The development and roll-out of the federal online health insurance marketplace has been panned inside and outside the White House as a management fiasco. But still unclear, two months after its launch, is whether any administration officials directly responsible for the project will be shown the door.
With HealthCare.gov now vastly improved, there is renewed focus on accountability for the troubled launch that came after three years of planning and more than $600 million spent. President Obama hasn't indicated who, if anybody, he might fire.
Obama hasn't been bashful about casting blame generally, on Wednesday citing "poor execution" by his team in getting the website up and running and conceding that "nobody has acquitted themselves very well these past few months."
A report released by the Department of Health and Human Services this week fingered "inadequate management oversight and coordination among technical teams" as primary factors in the roll-out mess.
"The conclusion was that HealthCare.gov was fixable if we made significant changes to the management approach," said Jeff Zients, the administration official brought in to lead the repair effort, on Sunday.
"We needed to get the team working with the speed and urgency of a high-performing private sector tech company," he said. The implication is that the team had not been sufficiently motivated or directed ahead of the Oct. 1 launch.
None of the senior staff overseeing the website and its team of developers have been publicly disciplined or dismissed. HHS Secretary Kathleen Sebelius, Centers for Medicare and Medicaid Services administrator Marilyn Tavenner, CMS project manager Henry Chao and other top IT officials remain at their posts.

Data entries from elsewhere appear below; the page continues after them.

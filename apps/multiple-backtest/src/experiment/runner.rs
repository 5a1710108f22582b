//! Walk-forward experiment loop.

use super::logging;
use super::types::{
    BaselineResult, ExperimentAborted, ExperimentReport, ExperimentResult, ReportError, WindowTrace,
};
use crate::backtest::{PortfolioSimulator, PortfolioState};
use crate::data::PriceSeries;
use crate::error::{BacktestError, BacktestResult};
use crate::optimize::{Optimizer, ParamSpace, RandomSearchOracle, SearchOracle};
use crate::strategy::StrategyParams;
use crate::walkforward::{WindowPair, WindowScheduler};

/// Fits and replays every scheduled window, carrying the portfolio forward.
///
/// The run is a fold over the schedule with the [`PortfolioState`] as
/// accumulator: each window is fitted on its training range, replayed on
/// its test range from the carried state, and its ending state seeds the
/// next window. After the last window the state is liquidated at the last
/// series price. The first error stops the run; no window is retried or
/// skipped.
#[derive(Debug)]
pub struct Experiment<O = RandomSearchOracle> {
    scheduler: WindowScheduler,
    optimizer: Optimizer<O>,
    simulator: PortfolioSimulator,
    space: ParamSpace,
    max_evaluations: usize,
}

impl<O: SearchOracle> Experiment<O> {
    /// Create an experiment.
    ///
    /// # Errors
    ///
    /// Returns [`BacktestError::InvalidConfiguration`] if the space is
    /// malformed or `max_evaluations` is zero.
    pub fn new(
        scheduler: WindowScheduler,
        optimizer: Optimizer<O>,
        simulator: PortfolioSimulator,
        space: ParamSpace,
        max_evaluations: usize,
    ) -> BacktestResult<Self> {
        space.validate()?;
        if max_evaluations == 0 {
            return Err(BacktestError::invalid_config(
                "max_evaluations must be at least 1",
            ));
        }
        Ok(Self {
            scheduler,
            optimizer,
            simulator,
            space,
            max_evaluations,
        })
    }

    /// The window scheduler.
    #[must_use]
    pub const fn scheduler(&self) -> &WindowScheduler {
        &self.scheduler
    }

    /// The searched parameter space.
    #[must_use]
    pub const fn space(&self) -> &ParamSpace {
        &self.space
    }

    /// Run the walk-forward experiment from `initial`.
    ///
    /// An empty schedule is not an error: the result is `initial`
    /// liquidated at the last price.
    ///
    /// # Errors
    ///
    /// Returns [`ExperimentAborted`] with the partial result if fitting or
    /// replaying a window fails.
    pub fn run(
        &self,
        series: &PriceSeries,
        initial: PortfolioState,
    ) -> Result<ExperimentResult, ExperimentAborted> {
        let pairs = self.scheduler.schedule_for(series);
        logging::log_experiment_start(self.kind_name(), pairs.len(), &initial);
        if pairs.is_empty() {
            logging::log_empty_schedule(&initial);
        }

        let mut state = initial;
        let mut trace = Vec::with_capacity(pairs.len());

        for pair in &pairs {
            match self.run_window(series, pair, state) {
                Ok(window) => {
                    logging::log_window_complete(&window);
                    state = window.ending_balance;
                    trace.push(window);
                }
                Err(error) => {
                    logging::log_experiment_aborted(pair, &error);
                    let partial = ExperimentResult::liquidated(
                        initial,
                        state,
                        series.last_price(),
                        trace,
                        false,
                    );
                    logging::log_experiment_end(&partial);
                    return Err(ExperimentAborted {
                        error,
                        partial: Box::new(partial),
                    });
                }
            }
        }

        let result =
            ExperimentResult::liquidated(initial, state, series.last_price(), trace, true);
        logging::log_experiment_end(&result);
        Ok(result)
    }

    /// Run the experiment and the buy-every-day baseline into one report.
    ///
    /// Failures of either run are reported in `error` and `baseline_error`
    /// rather than returned.
    #[must_use]
    pub fn report(&self, series: &PriceSeries, initial: PortfolioState) -> ExperimentReport {
        let (walk_forward, error) = match self.run(series, initial) {
            Ok(result) => (result, None),
            Err(aborted) => (*aborted.partial, Some(ReportError::from(&aborted.error))),
        };

        let (baseline, baseline_error) = match self.baseline(series, initial) {
            Ok(baseline) => (baseline, None),
            Err(err) => (None, Some(ReportError::from(&err))),
        };

        ExperimentReport {
            strategy_kind: self.kind_name().to_string(),
            walk_forward,
            baseline,
            error,
            baseline_error,
        }
    }

    /// Buy every day over the evaluable range from `initial`.
    ///
    /// Returns `None` when the warm-up period covers the whole series.
    ///
    /// # Errors
    ///
    /// Propagates replay errors.
    pub fn baseline(
        &self,
        series: &PriceSeries,
        initial: PortfolioState,
    ) -> BacktestResult<Option<BaselineResult>> {
        let (Some(start), Some(end)) = (series.start_date(), series.end_date()) else {
            return Ok(None);
        };
        let Some(window) = self.scheduler.evaluable_range(start, end) else {
            return Ok(None);
        };

        let summary = self
            .simulator
            .run(&StrategyParams::BuyEveryDay, series, &window, initial)?;
        let final_value = series
            .last_price()
            .map_or(summary.end.fiat, |price| summary.end.liquidate(price));

        let baseline = BaselineResult {
            window,
            final_state: summary.end,
            final_value,
            days: summary.days,
        };
        logging::log_baseline(&baseline);
        Ok(Some(baseline))
    }

    fn run_window(
        &self,
        series: &PriceSeries,
        pair: &WindowPair,
        start: PortfolioState,
    ) -> BacktestResult<WindowTrace> {
        let fit = self
            .optimizer
            .fit(&self.space, series, &pair.train, self.max_evaluations)?;
        let summary = self.simulator.run(&fit.params, series, &pair.test, start)?;

        Ok(WindowTrace {
            index: pair.index,
            train_window: pair.train,
            test_window: pair.test,
            params: fit.params,
            fit_score: fit.score,
            evaluations: fit.evaluations,
            starting_balance: start,
            ending_balance: summary.end,
            days: summary.days,
            trades: summary.trades,
        })
    }

    const fn kind_name(&self) -> &'static str {
        match self.space {
            ParamSpace::Threshold(_) => "threshold",
            ParamSpace::Curve(_) => "curve",
            ParamSpace::BuyEveryDay => "buy_every_day",
        }
    }
}

#[cfg(test)]
mod tests {
    use chrono::{Days, NaiveDate};

    use super::*;
    use crate::optimize::{Dimension, ThresholdSpace};
    use crate::walkforward::WalkForwardBuilder;

    fn date(y: i32, m: u32, d: u32) -> NaiveDate {
        NaiveDate::from_ymd_opt(y, m, d).unwrap()
    }

    fn series(days: u64) -> PriceSeries {
        let start = date(2023, 1, 1);
        PriceSeries::from_pairs((0..days).map(|i| {
            #[allow(clippy::cast_precision_loss)]
            let t = i as f64;
            (start + Days::new(i), 100.0 + 25.0 * (t / 4.0).sin() + t * 0.5)
        }))
        .unwrap()
    }

    fn experiment(skip: u32, train: u32, retrain: u32, space: ParamSpace) -> Experiment {
        let scheduler = WalkForwardBuilder::new()
            .skip_days(skip)
            .train_length_days(train)
            .retrain_frequency_days(retrain)
            .build()
            .unwrap();
        let simulator = PortfolioSimulator::new(0.0).unwrap();
        let optimizer = Optimizer::new(RandomSearchOracle::new(11), simulator);
        Experiment::new(scheduler, optimizer, simulator, space, 20).unwrap()
    }

    fn threshold_space() -> ParamSpace {
        ParamSpace::Threshold(ThresholdSpace {
            window_length: Dimension::quantized(2.0, 8.0, 1.0),
            threshold: Dimension::uniform(0.8, 1.2),
            buy_factor: Dimension::uniform(0.85, 1.0),
            sell_factor: Dimension::uniform(1.0, 1.15),
        })
    }

    #[test]
    fn test_empty_schedule_returns_initial_fiat() {
        let exp = experiment(50, 30, 30, threshold_space());
        let result = exp.run(&series(60), PortfolioState::fiat_only(1000.0)).unwrap();
        assert!(result.trace.is_empty());
        assert!(result.complete);
        assert_eq!(result.final_value, 1000.0);
    }

    #[test]
    fn test_state_carries_between_windows() {
        let exp = experiment(10, 10, 10, threshold_space());
        let result = exp.run(&series(120), PortfolioState::fiat_only(1000.0)).unwrap();

        assert!(result.complete);
        assert!(result.trace.len() >= 2);
        assert_eq!(result.trace[0].starting_balance, PortfolioState::fiat_only(1000.0));
        for pair in result.trace.windows(2) {
            assert_eq!(pair[0].ending_balance, pair[1].starting_balance);
            assert_eq!(pair[0].test_window.end.succ_opt(), Some(pair[1].test_window.start));
        }

        let Some(last) = result.trace.last() else {
            panic!("trace should not be empty");
        };
        assert_eq!(result.final_state, last.ending_balance);
        let last_price = series(120).last_price().unwrap();
        assert_eq!(result.final_value, last.ending_balance.liquidate(last_price));
    }

    #[test]
    fn test_insufficient_history_aborts_with_partial_result() {
        // Skip shorter than the window length: the first fit cannot compute averages.
        let space = ParamSpace::Threshold(ThresholdSpace {
            window_length: Dimension::fixed(40.0),
            ..ThresholdSpace::default()
        });
        let exp = experiment(5, 10, 10, space);
        let Err(aborted) = exp.run(&series(120), PortfolioState::fiat_only(500.0)) else {
            panic!("expected the run to abort");
        };

        assert!(matches!(
            aborted.error,
            BacktestError::InsufficientHistory { .. }
        ));
        assert!(!aborted.partial.complete);
        assert!(aborted.partial.trace.is_empty());
        assert_eq!(aborted.partial.final_value, 500.0);
    }

    #[test]
    fn test_run_is_deterministic() {
        let a = experiment(10, 10, 10, threshold_space())
            .run(&series(90), PortfolioState::fiat_only(1000.0))
            .unwrap();
        let b = experiment(10, 10, 10, threshold_space())
            .run(&series(90), PortfolioState::fiat_only(1000.0))
            .unwrap();
        assert_eq!(a, b);
    }

    #[test]
    fn test_rerunning_one_experiment_gives_same_result() {
        let exp = experiment(10, 10, 10, threshold_space());
        let series = series(90);
        let a = exp.run(&series, PortfolioState::fiat_only(1000.0)).unwrap();
        let b = exp.run(&series, PortfolioState::fiat_only(1000.0)).unwrap();

        assert!(a.trace.len() >= 2);
        for (first, second) in a.trace.iter().zip(&b.trace) {
            assert_eq!(first.params, second.params);
        }
        assert_eq!(a.final_value, b.final_value);
        assert_eq!(a, b);
    }

    #[test]
    fn test_report_includes_baseline() {
        let exp = experiment(10, 10, 10, threshold_space());
        let report = exp.report(&series(60), PortfolioState::fiat_only(300.0));

        assert_eq!(report.strategy_kind, "threshold");
        assert!(report.error.is_none());
        assert!(report.baseline_error.is_none());
        let Some(baseline) = report.baseline else {
            panic!("baseline expected");
        };
        assert_eq!(baseline.window.start, date(2023, 1, 11));
        assert_eq!(baseline.days, 50);
        // Zero daily budget: the initial fiat is spent on the first day.
        assert_eq!(baseline.final_state.fiat, 0.0);
        assert!(baseline.final_state.crypto > 0.0);
    }

    #[test]
    fn test_report_carries_error() {
        let space = ParamSpace::Threshold(ThresholdSpace {
            window_length: Dimension::fixed(40.0),
            ..ThresholdSpace::default()
        });
        let report =
            experiment(5, 10, 10, space).report(&series(60), PortfolioState::fiat_only(1.0));
        let Some(error) = report.error else {
            panic!("error expected");
        };
        assert_eq!(error.code, crate::ErrorCode::InsufficientHistory);
        assert!(!report.walk_forward.complete);
        // The baseline does not depend on the fitted window length.
        assert!(report.baseline_error.is_none());
        assert!(report.baseline.is_some());
    }

    #[test]
    fn test_rejects_zero_budget() {
        let scheduler = WalkForwardBuilder::new().build().unwrap();
        let simulator = PortfolioSimulator::new(0.0).unwrap();
        let optimizer = Optimizer::new(RandomSearchOracle::new(0), simulator);
        let result = Experiment::new(scheduler, optimizer, simulator, ParamSpace::default(), 0);
        assert!(result.is_err());
    }
}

The only shake-up since the rocky roll-out came early last month when CMS chief information officer Tony Trenkle quietly announced his retirement. Officials said at the time that Trenkle decided to leave of his own accord to take a new job in the private sector. He is the first and only official with ties to the botched roll-out of HealthCare.gov to leave the administration.
White House chief of staff Denis McDonough said Tuesday that responsibility for failures of that team rises to the West Wing. "That's on us, that's on me," he said at a health care policy forum in Washington. "As soon as we realized there were problems, we put in an A Team of experts to work."

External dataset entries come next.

//! Error taxonomy for the walk-forward engine.
//!
//! | Variant | Raised by | Recoverable |
//! |---------|-----------|-------------|
//! | `InvalidConfiguration` | parameter / scheduler construction | no, fix the config |
//! | `InsufficientHistory` | moving average | yes, with a larger `skip_days` |
//! | `EmptyTrainingWindow` | optimizer | no, aborts the experiment |
//! | `InvalidSeries` | price series construction | no |
//! | `DataSource` | price data collaborator | depends on the source |
//!
//! A degenerate schedule (train + test longer than the evaluable range) is
//! not an error: it yields an empty schedule and an unchanged balance.

use chrono::NaiveDate;
use serde::{Deserialize, Serialize};
use thiserror::Error;

/// Errors from the backtest core.
#[derive(Debug, Clone, Error, PartialEq)]
pub enum BacktestError {
    /// Malformed strategy parameters or scheduler settings.
    #[error("Invalid configuration: {message}")]
    InvalidConfiguration {
        /// What was wrong.
        message: String,
    },

    /// Too few observations precede the decision date for the moving average.
    #[error(
        "Insufficient history as of {as_of}: need {required} prior observations, found {available}"
    )]
    InsufficientHistory {
        /// Decision date.
        as_of: NaiveDate,
        /// Observations required (the moving average window length).
        required: usize,
        /// Observations available strictly before `as_of`.
        available: usize,
    },

    /// The training window contains no series dates.
    #[error("Training window {start}..={end} contains no price observations")]
    EmptyTrainingWindow {
        /// Training window start.
        start: NaiveDate,
        /// Training window end.
        end: NaiveDate,
    },

    /// Price series violates ordering or value constraints.
    #[error("Invalid price series: {message}")]
    InvalidSeries {
        /// What was wrong.
        message: String,
    },

    /// The price data collaborator failed.
    #[error("Price data source '{source_name}' failed: {message}")]
    DataSource {
        /// Name of the data source.
        source_name: String,
        /// Error message.
        message: String,
    },
}

impl BacktestError {
    /// Shorthand for an [`BacktestError::InvalidConfiguration`].
    pub fn invalid_config(message: impl Into<String>) -> Self {
        Self::InvalidConfiguration {
            message: message.into(),
        }
    }

    /// Stable machine-readable code for reports and logs.
    #[must_use]
    pub const fn code(&self) -> ErrorCode {
        match self {
            Self::InvalidConfiguration { .. } => ErrorCode::InvalidConfiguration,
            Self::InsufficientHistory { .. } => ErrorCode::InsufficientHistory,
            Self::EmptyTrainingWindow { .. } => ErrorCode::EmptyTrainingWindow,
            Self::InvalidSeries { .. } => ErrorCode::InvalidSeries,
            Self::DataSource { .. } => ErrorCode::DataSource,
        }
    }
}

/// Error codes surfaced in serialized reports.
#[derive(Debug, Clone, Copy, PartialEq, Eq, Hash, Serialize, Deserialize)]
#[serde(rename_all = "SCREAMING_SNAKE_CASE")]
pub enum ErrorCode {
    /// See [`BacktestError::InvalidConfiguration`].
    InvalidConfiguration,
    /// See [`BacktestError::InsufficientHistory`].
    InsufficientHistory,
    /// See [`BacktestError::EmptyTrainingWindow`].
    EmptyTrainingWindow,
    /// See [`BacktestError::InvalidSeries`].
    InvalidSeries,
    /// See [`BacktestError::DataSource`].
    DataSource,
}

impl ErrorCode {
    /// Reason string.
    #[must_use]
    pub const fn reason(&self) -> &'static str {
        match self {
            Self::InvalidConfiguration => "INVALID_CONFIGURATION",
            Self::InsufficientHistory => "INSUFFICIENT_HISTORY",
            Self::EmptyTrainingWindow => "EMPTY_TRAINING_WINDOW",
            Self::InvalidSeries => "INVALID_SERIES",
            Self::DataSource => "DATA_SOURCE",
        }
    }
}

impl std::fmt::Display for ErrorCode {
    fn fmt(&self, f: &mut std::fmt::Formatter<'_>) -> std::fmt::Result {
        write!(f, "{}", self.reason())
    }
}

/// Result alias for the backtest core.
pub type BacktestResult<T> = Result<T, BacktestError>;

Many Republicans and Democrats have questioned why the administration did not have the "A Team" in place to begin with. In late October, after a barrage of website outages and glitches, the White House announced a "tech surge" – a combination of government contractors and private sector experts – to turn things around.
CGI Federal and QSSI, the two primary contractors that built the federal insurance portal from the ground up, have largely deflected blame, pointing the finger at the Obama administration for delayed decision-making and flawed planning.
"It will be inexplicable if somebody involved in the creation of the website doesn't get fired or a group of people don't get fired," former Obama adviser and spokesman Robert Gibbs said Monday on "Now with Alex Wagner."